世界中のカラヴァッジョが大集結! 波乱万丈な生涯を送った大芸術家の回顧展をレビュー

カラヴァッジョがオールドマスターと呼ばれるようになってから、そう時間は経っていない。16世紀末に「ローマで最も優れた画家」として評価されていた彼の人気は死去して数十年後には衰え、1660年になるとフランス人画家のニコラ・プッサンに「カラヴァッジョは絵画を破壊するためにこの世に生を受けた」と非難された。その後、第2次世界大戦が終戦するとイタリアの美術史家、ロベルト・ロンギによって再評価され、再び注目されるようになった。
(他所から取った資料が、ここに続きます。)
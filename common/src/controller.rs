//! 画面の状態遷移
//!
//! 状態は `Controller` 1つにまとめ、イベントを受けて
//! 「次の状態 + 実行すべき副作用」を返す純粋関数で遷移する。
//! 通信やタイマーの実行は呼び出し側（CLI / WASM）が担う。
//!
//! ```text
//! Idle ─FileSelected→ FilesSelected ─Submit→ Processing ─┬→ Succeeded
//!   ↑                                                    └→ Failed
//!   └──────────────────────── Reset ─────────────────────────┘
//! ```

use crate::health::HealthStatus;
use crate::parser::parse_excel_response;
use crate::progress::FakeProgress;
use crate::transport::{FormPart, HttpRequest, HttpResponse};
use crate::types::{ParsedResult, UploadedFile};
use crate::validation::{validate_excel_file, XLSX_MIME};

/// multipartのフィールド名（SKV）
pub const SKV_FIELD: &str = "skv_file";

/// multipartのフィールド名（入札資料）
pub const TENDER_FIELD: &str = "tender_file";

pub const MSG_MISSING_FILES: &str = "Please upload both files before processing.";
pub const MSG_BACKEND_OFFLINE: &str = "Backend is offline";
pub const MSG_UNEXPECTED_FORMAT: &str = "Unexpected response format";
pub const MSG_SUCCESS: &str =
    "Analysis completed successfully! You can now preview and download the results.";

/// ファイルの置き場所
#[derive(Debug, Clone, Copy, PartialEq, Eq)]
pub enum FileSlot {
    Skv,
    Tender,
}

impl FileSlot {
    pub fn field_name(&self) -> &'static str {
        match self {
            FileSlot::Skv => SKV_FIELD,
            FileSlot::Tender => TENDER_FIELD,
        }
    }
}

/// 画面のフェーズ
#[derive(Debug, Clone, Default, PartialEq, Eq)]
pub enum Phase {
    #[default]
    Idle,
    FilesSelected,
    Processing,
    Succeeded(ParsedResult),
    Failed(String),
}

/// 入力イベント
#[derive(Debug, Clone)]
pub enum Event {
    FileSelected { slot: FileSlot, file: UploadedFile },
    /// 読み込む前に弾いたファイル（型・サイズ違反や読み込み失敗）
    FileRejected(String),
    HealthChanged(HealthStatus),
    Submit,
    ProgressTick,
    ResponseReceived(HttpResponse),
    RequestFailed(String),
    Reset,
}

/// 呼び出し側が実行する副作用
#[derive(Debug, Clone, PartialEq, Eq)]
pub enum Effect {
    StartProgressTimer,
    StopProgressTimer,
    SendComparison { skv: UploadedFile, tender: UploadedFile },
}

/// 遷移結果
#[derive(Debug, Clone)]
pub struct Transition {
    pub state: Controller,
    pub effects: Vec<Effect>,
}

impl Transition {
    fn new(state: Controller) -> Self {
        Self {
            state,
            effects: Vec::new(),
        }
    }

    fn with(state: Controller, effects: Vec<Effect>) -> Self {
        Self { state, effects }
    }
}

/// 画面状態
#[derive(Debug, Clone, Default)]
pub struct Controller {
    skv_file: Option<UploadedFile>,
    tender_file: Option<UploadedFile>,
    phase: Phase,
    progress: FakeProgress,
    error: Option<String>,
    success: Option<String>,
    health: HealthStatus,
}
//! A full fill triggers exactly one position apply and exactly one registry
//! removal; the failed-apply fork follows the configured removal policy.

use gwk_dispatch::testkit::{exec_report, TestHarness};
use gwk_dispatch::DispatchConfig;
use gwk_events::{ExecutionSide, StrategyId};
use gwk_orders::OpenOrder;

#[test]
fn scenario_partial_fills_accumulate_then_apply_once() {
    let h = TestHarness::new();
    let strategy = h.register_strategy("momentum", 101);
    h.track_order(10, strategy, 100);

    h.dispatcher.exec_details(&exec_report(10, "e1", 40, 100.0));
    h.dispatcher.exec_details(&exec_report(10, "e2", 40, 100.0));

    // Still working: no position yet, order still tracked.
    let entry = h.state.strategies.get(strategy).unwrap();
    assert!(entry.position().snapshot().is_flat());
    assert!(h.state.orders.contains(10));

    h.dispatcher.exec_details(&exec_report(10, "e3", 20, 102.0));

    let pos = entry.position().snapshot();
    assert_eq!(pos.qty, 100);
    // 40@100 + 40@100 + 20@102, quantity-weighted.
    assert_eq!(pos.avg_price_micros, 100_400_000);
    assert!(!h.state.orders.contains(10));
}

#[test]
fn scenario_duplicate_partial_fill_does_not_double_count() {
    let h = TestHarness::new();
    let strategy = h.register_strategy("momentum", 101);
    h.track_order(10, strategy, 100);

    h.dispatcher.exec_details(&exec_report(10, "e1", 60, 100.0));
    // Transport redelivers the same execution.
    h.dispatcher.exec_details(&exec_report(10, "e1", 60, 100.0));

    assert!(h.state.orders.contains(10), "order must still be working");
    assert_eq!(h.state.orders.snapshot()[0].filled_qty(), 60);
}

#[test]
fn scenario_failed_apply_retains_order_by_default() {
    let h = TestHarness::new();
    let strategy = h.register_strategy("momentum", 101);

    // A sell order that flips the (flat) position past i64 range cannot be
    // built from valid fills, so provoke the apply failure with an absent
    // strategy: track an order pointing at a registry id that was never
    // registered.
    h.state
        .orders
        .insert(OpenOrder::new(
            11,
            StrategyId(99),
            "TEST",
            ExecutionSide::Buy,
            10,
        ))
        .unwrap();

    h.dispatcher.exec_details(&exec_report(11, "e1", 10, 100.0));

    // Fail-closed: fault reported, order retained for a later retry.
    assert!(h.reporter.contains("unknown strategy-99"));
    assert!(h.state.orders.contains(11));

    // The healthy strategy is unaffected.
    assert!(h
        .state
        .strategies
        .get(strategy)
        .unwrap()
        .position()
        .snapshot()
        .is_flat());
}

#[test]
fn scenario_failed_apply_removes_order_under_legacy_policy() {
    let h = TestHarness::with_config(DispatchConfig {
        retain_order_on_failed_apply: false,
    });
    h.state
        .orders
        .insert(OpenOrder::new(
            11,
            StrategyId(99),
            "TEST",
            ExecutionSide::Buy,
            10,
        ))
        .unwrap();

    h.dispatcher.exec_details(&exec_report(11, "e1", 10, 100.0));

    assert!(h.reporter.contains("unknown strategy-99"));
    assert!(
        !h.state.orders.contains(11),
        "legacy policy removes unconditionally"
    );
}
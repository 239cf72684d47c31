//! Downstream sinks and collaborators, behind narrow traits.
//!
//! Everything the dispatcher talks to besides its own state lives here:
//! the report stream, the out-of-band alert channel, the UI model-change
//! bus, and the transport-side execution re-request used during
//! connectivity recovery. All sinks are fire-and-forget — none returns a
//! value, and a slow or absent consumer is never the dispatcher's problem.

use std::sync::atomic::{AtomicU64, Ordering};
use std::sync::Arc;

use chrono::Utc;
use gwk_events::EventEnvelope;
use serde::{Deserialize, Serialize};
use tokio::sync::broadcast;
use uuid::Uuid;

// ---------------------------------------------------------------------------
// ReportSink
// ---------------------------------------------------------------------------

/// Accepts the textual event report stream.
///
/// Every error code, every news bulletin, and every contained fault ends up
/// here. This stream is the only evidence of dropped events, so production
/// implementations must not sample or rate-limit it.
pub trait ReportSink {
    fn report(&self, message: &str);

    /// Report a contained processing fault. Default rendering is the error's
    /// `Display`; implementations may add structure.
    fn report_fault(&self, err: &(dyn std::error::Error + '_)) {
        self.report(&err.to_string());
    }
}

/// Production report sink: structured log lines via `tracing`.
#[derive(Debug, Clone, Default)]
pub struct TracingReporter;

impl ReportSink for TracingReporter {
    fn report(&self, message: &str) {
        tracing::info!(target: "gwk::report", "{message}");
    }

    fn report_fault(&self, err: &(dyn std::error::Error + '_)) {
        tracing::warn!(target: "gwk::report", error = %err, "contained dispatch fault");
    }
}

// ---------------------------------------------------------------------------
// AlertSink
// ---------------------------------------------------------------------------

/// Accepts out-of-band alert messages (mail, pager — delivery is someone
/// else's crate). Fire-and-forget.
pub trait AlertSink {
    fn send(&self, message: &str);
}

/// Production alert sink: a `tracing` event on a dedicated target that the
/// subscriber layer routes to the alerting pipeline.
#[derive(Debug, Clone, Default)]
pub struct TracingAlerter;

impl AlertSink for TracingAlerter {
    fn send(&self, message: &str) {
        tracing::warn!(target: "gwk::alert", "{message}");
    }
}

// ---------------------------------------------------------------------------
// Model-change bus
// ---------------------------------------------------------------------------

/// Typed event surfaced to the UI layer.
#[derive(Debug, Clone, PartialEq, Eq, Serialize, Deserialize)]
#[serde(tag = "type", rename_all = "snake_case")]
pub enum ModelEvent {
    /// The gateway rejected a request; `message` is the broker's text,
    /// surfaced verbatim for display.
    Error { message: String },
}

/// Publishes model-change events for asynchronous display. Fire-and-forget:
/// publishing with no subscribers is not an error.
pub trait ModelEventBus {
    fn publish(&self, event: ModelEvent);
}

/// Production bus backed by `tokio::sync::broadcast`.
///
/// Each event goes out wrapped in an [`EventEnvelope`]: a fresh event id,
/// this bus's session id, and a per-session sequence number, so downstream
/// consumers can correlate and detect gaps. Lagging receivers drop
/// messages; the UI re-reads state rather than replaying the bus.
#[derive(Debug, Clone)]
pub struct BroadcastModelBus {
    session_id: Uuid,
    seq: Arc<AtomicU64>,
    tx: broadcast::Sender<EventEnvelope<ModelEvent>>,
}

impl BroadcastModelBus {
    pub fn new(capacity: usize) -> Self {
        let (tx, _) = broadcast::channel(capacity);
        Self {
            session_id: Uuid::new_v4(),
            seq: Arc::new(AtomicU64::new(0)),
            tx,
        }
    }

    pub fn session_id(&self) -> Uuid {
        self.session_id
    }

    pub fn subscribe(&self) -> broadcast::Receiver<EventEnvelope<ModelEvent>> {
        self.tx.subscribe()
    }
}

impl ModelEventBus for BroadcastModelBus {
    fn publish(&self, event: ModelEvent) {
        let envelope = EventEnvelope {
            event_id: Uuid::new_v4(),
            session_id: self.session_id,
            ts_utc: Utc::now(),
            seq: self.seq.fetch_add(1, Ordering::SeqCst),
            payload: event,
        };
        // No receivers is fine.
        let _ = self.tx.send(envelope);
    }
}


// ---------------------------------------------------------------------------
// ExecutionRequester
// ---------------------------------------------------------------------------

/// Transport-side collaborator: re-request all outstanding execution reports
/// from the gateway.
///
/// Invoked during connectivity recovery, before the session is marked
/// `Connected` again. The request MUST be idempotent from this core's
/// perspective — re-delivered executions for already-completed orders are
/// no-ops in the open-order registry.
pub trait ExecutionRequester {
    fn request_executions(&self) -> Result<(), Box<dyn std::error::Error>>;
}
以来私たちは、彼の作品に魅了され続けている。 ローマの国立古典絵画館(バルベリーニ宮殿)で開催されている回顧展「Caravaggio 2025」(7月6日まで)は、カラヴァッジョの現存する約60点の作品のうち、厳選された24点が展示されている。これらは彼がローマで制作活動を開始した1595年頃から38歳で没する1610年までの期間に制作されたもので、特に注目すべきは、2021年にスペインのオークションで誤って低価格で出品されかけた《Ecce Homo》(1606-1607頃)や、1595年頃にカラヴァッジョが描いたと考えられるマッフェオ・バルベリーニの肖像画など、カラヴァッジョ再評価の流れとともに、彼の作品目録が現在も拡大し続けていることを物語る作品群だ。教会や美術館に所蔵されている14点の作品と、ボンコンパーニ・ルドヴィージ邸で公開されている天井画を加えると、ローマへ一度訪れるだけで、カラヴァッジョが残した作品の約3分の2を鑑賞できる。